City of New Port Richey celebrates Arbor Day Jan. 19
Members of the city staff and city council, the city’s Environmental Committee, and the fourth grade class from Genesis Elementary School will celebrate Arbor Day in New Port Richey on Friday, Jan. 19, 2018 at 11 a.m. This will be the city’s 29th consecutive year of celebrating Arbor Day, which is part of the recognition the city received in the early 1990s as a “Tree City USA.”
The public is invited to join these festivities in Frances Avenue Park (5580 Frances Ave., NPR 34653) which is located on Louisiana Avenue in New Port Richey–just east of Madison and west of Gulf Middle School–to recognize the importance of trees in our environment and in our world.
Former City Council member and chair of the committee, Dell deChant, will also say a few words about the historic and contemporary context of the event and the City’s reforestation project. Also on the program will be Mayor Rob Marlowe and City Manager Debbie Manns.
Also included in this year’s celebration is the Rotary Club of New Port Richey and Keep Pasco Beautiful. The Rotary club is working with Rotary International and all clubs worldwide with a tree planting project to help replenish clean air and resilient soil. Keep Pasco Beautiful is working with the club by providing hundreds of tree seedlings that will be handed out to attendees of this event. The public is welcome and there is no charge for the seedlings.
After the children’s program about trees and what they do to help our environment thrive, the city’s Public Works department and the children will plant new trees in celebration of Arbor Day and the city’s designation as a National Tree City USA.
In 1854 J. Sterling Morton moved from Detroit to the area that is now the state of Nebraska. At that time there were virtually no trees in the area and he and the other pioneers desired to have them in their surroundings. They also noticed that trees were needed to act as windbreaks to stabilize the soil and to provide shade from the sun, fuel and building materials. Morton planted many trees around his own home but wanted to encourage and enable others to do the same.
At a Nebraska State Board of Agriculture meeting on January 4, 1872, he proposed a holiday to plant trees on April 10, 1872. This was known as “Arbor Day” and prizes were awarded to the counties and individuals who planted the most trees on the day. A total of about one million trees were planted in Nebraska on the first Arbor Day.

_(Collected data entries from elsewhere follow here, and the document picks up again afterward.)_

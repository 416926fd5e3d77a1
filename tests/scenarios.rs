//! End-to-end scenario tests reproducing the calculator's ten canonical
//! worked examples through the public `calculate_tax` entry point.

use chrono::NaiveDate;
use pretty_assertions::assert_eq;
use rust_decimal_macros::dec;
use test_case::test_case;

use motor_tax_engine::prelude::*;
use motor_tax_engine::types::TradeInPolicy;
use motor_tax_engine::{OriginTaxInfo, OtherFee, RateInput};

fn as_of(y: i32, m: u32, d: u32) -> NaiveDate {
    NaiveDate::from_ymd_opt(y, m, d).unwrap()
}

fn base_retail_input(state: &str, vehicle_price: rust_decimal::Decimal) -> DealInput {
    DealInput {
        state_code: state.to_string(),
        as_of_date: as_of(2026, 1, 1),
        deal_type: DealType::Retail,
        vehicle_price: Money::new(vehicle_price),
        accessories_amount: Money::ZERO,
        trade_in_value: Money::ZERO,
        rebate_manufacturer: Money::ZERO,
        rebate_dealer: Money::ZERO,
        doc_fee: Money::ZERO,
        other_fees: vec![],
        service_contracts: Money::ZERO,
        gap: Money::ZERO,
        negative_equity: Money::ZERO,
        tax_already_collected: Money::ZERO,
        gross_cap_cost: Money::ZERO,
        cap_reduction_cash: Money::ZERO,
        cap_reduction_trade_in: Money::ZERO,
        cap_reduction_rebate_manufacturer: Money::ZERO,
        cap_reduction_rebate_dealer: Money::ZERO,
        base_payment: Money::ZERO,
        payment_count: 0,
        rates: vec![RateInput { label: "STATE".to_string(), rate: Rate::from_percentage(dec!(0)) }],
        origin_tax_info: None,
    }
}

#[test]
fn scenario_1_ct_standard_purchase() {
    let registry = RuleRegistry::new().unwrap();
    let rule = registry.get_rules_for_state("CT").unwrap();

    let mut input = base_retail_input("CT", dec!(30000));
    input.doc_fee = Money::new(dec!(500));
    input.rates = vec![RateInput { label: "STATE".to_string(), rate: Rate::from_percentage(dec!(6.35)) }];

    let result = calculate_tax(&input, rule).unwrap();
    assert_eq!(result.taxes.total_tax.as_decimal(), dec!(1936.75));
}

#[test]
fn scenario_2_ct_luxury_with_trade_in() {
    let registry = RuleRegistry::new().unwrap();
    let rule = registry.get_rules_for_state("CT").unwrap();

    let mut input = base_retail_input("CT", dec!(52000));
    input.doc_fee = Money::new(dec!(500));
    input.trade_in_value = Money::new(dec!(10000));
    input.rates = vec![RateInput { label: "STATE".to_string(), rate: Rate::from_percentage(dec!(6.35)) }];

    let result = calculate_tax(&input, rule).unwrap();
    assert_eq!(result.taxes.total_tax.as_decimal(), dec!(3293.75));
}

#[test]
fn scenario_3_ct_luxury_with_warranty_exception() {
    let registry = RuleRegistry::new().unwrap();
    let rule = registry.get_rules_for_state("CT").unwrap();

    let mut input = base_retail_input("CT", dec!(60000));
    input.service_contracts = Money::new(dec!(3000));
    input.rates = vec![RateInput { label: "STATE".to_string(), rate: Rate::from_percentage(dec!(6.35)) }];

    let result = calculate_tax(&input, rule).unwrap();
    assert_eq!(result.taxes.total_tax.as_decimal(), dec!(4840.50));
}

#[test]
fn scenario_4_md_post_hb754_no_trade_in_credit() {
    let registry = RuleRegistry::new().unwrap();
    let rule = registry.get_rules_for_state("MD").unwrap();

    let mut input = base_retail_input("MD", dec!(30000));
    input.trade_in_value = Money::new(dec!(10000));
    input.rebate_manufacturer = Money::new(dec!(4000));
    input.rates = vec![RateInput { label: "STATE".to_string(), rate: Rate::from_percentage(dec!(6.5)) }];

    let result = calculate_tax(&input, rule).unwrap();
    assert_eq!(result.taxes.total_tax.as_decimal(), dec!(1950));
    // manufacturer rebate remains taxable; base is unaffected by it.
    assert_eq!(result.bases.vehicle_base.as_decimal(), dec!(30000));
}

#[test]
fn scenario_5_iowa_retail_trade_in_reduces_fee_base() {
    let registry = RuleRegistry::new().unwrap();
    let rule = registry.get_rules_for_state("IA").unwrap();

    let mut input = base_retail_input("IA", dec!(30000));
    input.trade_in_value = Money::new(dec!(10000));
    input.rates = vec![RateInput { label: "STATE".to_string(), rate: Rate::from_percentage(dec!(0)) }];

    let result = calculate_tax(&input, rule).unwrap();
    assert_eq!(result.taxes.total_tax.as_decimal(), dec!(1010));
}

#[test]
fn scenario_5_iowa_lease_trade_in_is_added_not_subtracted() {
    let registry = RuleRegistry::new().unwrap();
    let rule = registry.get_rules_for_state("IA").unwrap();

    let mut input = base_retail_input("IA", dec!(30000));
    input.deal_type = DealType::Lease;
    input.trade_in_value = Money::new(dec!(10000));
    input.base_payment = Money::new(dec!(400));
    input.payment_count = 36;
    input.gross_cap_cost = Money::new(dec!(30000));
    input.rates = vec![RateInput { label: "STATE".to_string(), rate: Rate::from_percentage(dec!(0)) }];

    let result = calculate_tax(&input, rule).unwrap();
    assert_eq!(result.taxes.total_tax.as_decimal(), dec!(1230));
}

#[test]
fn lease_trade_in_credit_reduces_vehicle_base_and_reciprocity_cap() {
    // Regression test: a lease's admitted trade-in credit must reduce
    // vehicle_base the same way the retail path does, since vehicle_base
    // also feeds the reciprocity CreditUpToStateRate cap below.
    let registry = RuleRegistry::new().unwrap();
    let rule = registry.get_rules_for_state("TX").unwrap();

    let mut input = base_retail_input("TX", dec!(0));
    input.deal_type = DealType::Lease;
    input.gross_cap_cost = Money::new(dec!(30000));
    input.cap_reduction_trade_in = Money::new(dec!(20000));
    input.base_payment = Money::new(dec!(500));
    input.payment_count = 24;
    input.rates = vec![RateInput { label: "STATE".to_string(), rate: Rate::from_percentage(dec!(6.0)) }];
    input.origin_tax_info = Some(OriginTaxInfo {
        state_code: "CA".to_string(),
        amount: Money::new(dec!(2000)),
        effective_rate: Rate::from_percentage(dec!(0)),
        tax_paid_date: as_of(2026, 1, 1),
    });

    let result = calculate_tax(&input, rule).unwrap();
    assert_eq!(result.bases.vehicle_base.as_decimal(), dec!(10000));
    assert_eq!(result.debug.reciprocity_credit.as_decimal(), dec!(600));
    assert_eq!(result.taxes.total_tax.as_decimal(), dec!(120));
}

#[test]
fn scenario_6_ohio_new_vs_used_trade_in_eligibility() {
    // Ohio's real trade-in credit varies by vehicle condition, a concern this
    // calculator's DealInput deliberately excludes. The split is modeled here
    // through two rule variants (credit admitted vs. not), the same lever
    // Maryland's post-HB754 "no credit" rule already uses.
    let registry = RuleRegistry::new().unwrap();
    let new_rule = registry.get_rules_for_state("OH").unwrap();
    let mut used_rule = new_rule.clone();
    used_rule.trade_in_policy = TradeInPolicy::None;

    let mut new_input = base_retail_input("OH", dec!(30000));
    new_input.trade_in_value = Money::new(dec!(10000));
    new_input.rates = vec![RateInput { label: "STATE".to_string(), rate: Rate::from_percentage(dec!(7.5)) }];
    let new_result = calculate_tax(&new_input, new_rule).unwrap();
    assert_eq!(new_result.taxes.total_tax.as_decimal(), dec!(1500));

    let mut used_input = base_retail_input("OH", dec!(20000));
    used_input.trade_in_value = Money::new(dec!(5000));
    used_input.rates = vec![RateInput { label: "STATE".to_string(), rate: Rate::from_percentage(dec!(7.5)) }];
    let used_result = calculate_tax(&used_input, &used_rule).unwrap();
    assert_eq!(used_result.taxes.total_tax.as_decimal(), dec!(1500));
}

#[test]
fn scenario_7_nc_hut_with_service_contract_and_gap_plus_expired_reciprocity() {
    let registry = RuleRegistry::new().unwrap();
    let rule = registry.get_rules_for_state("NC").unwrap();

    let mut input = base_retail_input("NC", dec!(30000));
    input.service_contracts = Money::new(dec!(2500));
    input.gap = Money::new(dec!(795));
    input.origin_tax_info = Some(OriginTaxInfo {
        state_code: "SC".to_string(),
        amount: Money::new(dec!(1500)),
        effective_rate: Rate::from_percentage(dec!(5.0)),
        tax_paid_date: as_of(2026, 1, 1) - chrono::Duration::days(120),
    });

    let result = calculate_tax(&input, rule).unwrap();
    assert_eq!(result.taxes.total_tax.as_decimal(), dec!(900));
    assert_eq!(result.debug.reciprocity_credit.as_decimal(), dec!(0));
}

#[test]
fn scenario_8_ny_dealer_rebate_stays_taxable() {
    let registry = RuleRegistry::new().unwrap();
    let rule = registry.get_rules_for_state("NY").unwrap();

    let mut input = base_retail_input("NY", dec!(28000));
    input.rebate_dealer = Money::new(dec!(1000));
    input.rates = vec![RateInput { label: "STATE".to_string(), rate: Rate::from_percentage(dec!(8.875)) }];

    let result = calculate_tax(&input, rule).unwrap();
    assert_eq!(result.bases.vehicle_base.as_decimal(), dec!(28000));
    assert_eq!(result.taxes.total_tax.as_decimal(), dec!(2485));
}

#[test]
fn scenario_9_wa_oregon_resident_exemption() {
    let registry = RuleRegistry::new().unwrap();
    let rule = registry.get_rules_for_state("WA").unwrap();

    let mut input = base_retail_input("WA", dec!(30000));
    input.rates = vec![RateInput { label: "STATE".to_string(), rate: Rate::from_percentage(dec!(6.5)) }];
    input.origin_tax_info = Some(OriginTaxInfo {
        state_code: "OR".to_string(),
        amount: Money::ZERO,
        effective_rate: Rate::ZERO,
        tax_paid_date: as_of(2026, 1, 1),
    });

    let result = calculate_tax(&input, rule).unwrap();
    assert_eq!(result.taxes.total_tax.as_decimal(), dec!(0));
}

#[test]
fn scenario_10_pa_dual_lease_tax() {
    let registry = RuleRegistry::new().unwrap();
    let rule = registry.get_rules_for_state("PA").unwrap();

    let mut input = base_retail_input("PA", dec!(0));
    input.deal_type = DealType::Lease;
    input.base_payment = Money::new(dec!(400));
    input.payment_count = 36;
    input.cap_reduction_cash = Money::new(dec!(2000));
    input.gross_cap_cost = Money::new(dec!(20000));
    input.rates = vec![RateInput { label: "STATE".to_string(), rate: Rate::from_percentage(dec!(6.0)) }];

    let result = calculate_tax(&input, rule).unwrap();
    let breakdown = result.lease_breakdown.expect("lease result must carry a breakdown");
    assert_eq!(breakdown.total_tax_over_term.as_decimal(), dec!(1476));
}

#[test]
fn unknown_fee_code_surfaces_as_other_fee_without_panicking() {
    let registry = RuleRegistry::new().unwrap();
    let rule = registry.get_rules_for_state("CT").unwrap();

    let mut input = base_retail_input("CT", dec!(20000));
    input.other_fees = vec![OtherFee { code: "WHEEL_LOCKS".to_string(), amount: Money::new(dec!(150)) }];
    input.rates = vec![RateInput { label: "STATE".to_string(), rate: Rate::from_percentage(dec!(6.35)) }];

    let result = calculate_tax(&input, rule).unwrap();
    assert!(result.taxes.total_tax.as_decimal() >= dec!(0));
}

#[test]
fn stub_state_rule_is_flagged_and_unusable() {
    let registry = RuleRegistry::new().unwrap();
    let stub_code = registry.get_stub_states().into_iter().next().expect("at least one stub state");
    let rule = registry.get_rules_for_state(&stub_code).unwrap();
    assert!(rule.is_stub());

    let input = base_retail_input(&stub_code, dec!(20000));
    let result = calculate_tax(&input, rule);
    assert!(matches!(result, Err(TaxError::StubState { .. })));
}

#[test_case("CT")]
#[test_case("MD")]
#[test_case("IA")]
#[test_case("OH")]
#[test_case("NC")]
#[test_case("NY")]
#[test_case("WA")]
#[test_case("PA")]
#[test_case("GA")]
#[test_case("WV")]
fn worked_example_states_are_implemented_not_stub(code: &str) {
    let registry = RuleRegistry::new().unwrap();
    assert!(registry.is_state_implemented(code));
    let rule = registry.get_rules_for_state(code).unwrap();
    assert!(!rule.is_stub());
}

All states in the the country now have an official Arbor Day, usually at a time of year that is has the correct climatological conditions for planting trees. Many observations of this day are in April, but Florida is one of nearly twenty other states that celebrates Arbor Day at different times of the year. Similar events to encourage the planting or care of trees are arranged in many countries around the world. The dates are usually chosen to coincide with the optimal season for planting or caring for native trees.
Arbor Day is symbolized by the trees that are planted on the day or as a result of fundraising activities. The official Arbor Day logo shows a mature deciduous tree and the words “celebrate Arbor Day.” The symbol of the Arbor Day Foundation is a similar tree in a circle, symbolizing the importance of trees to the whole planet. Local initiatives may use their state tree as a symbol.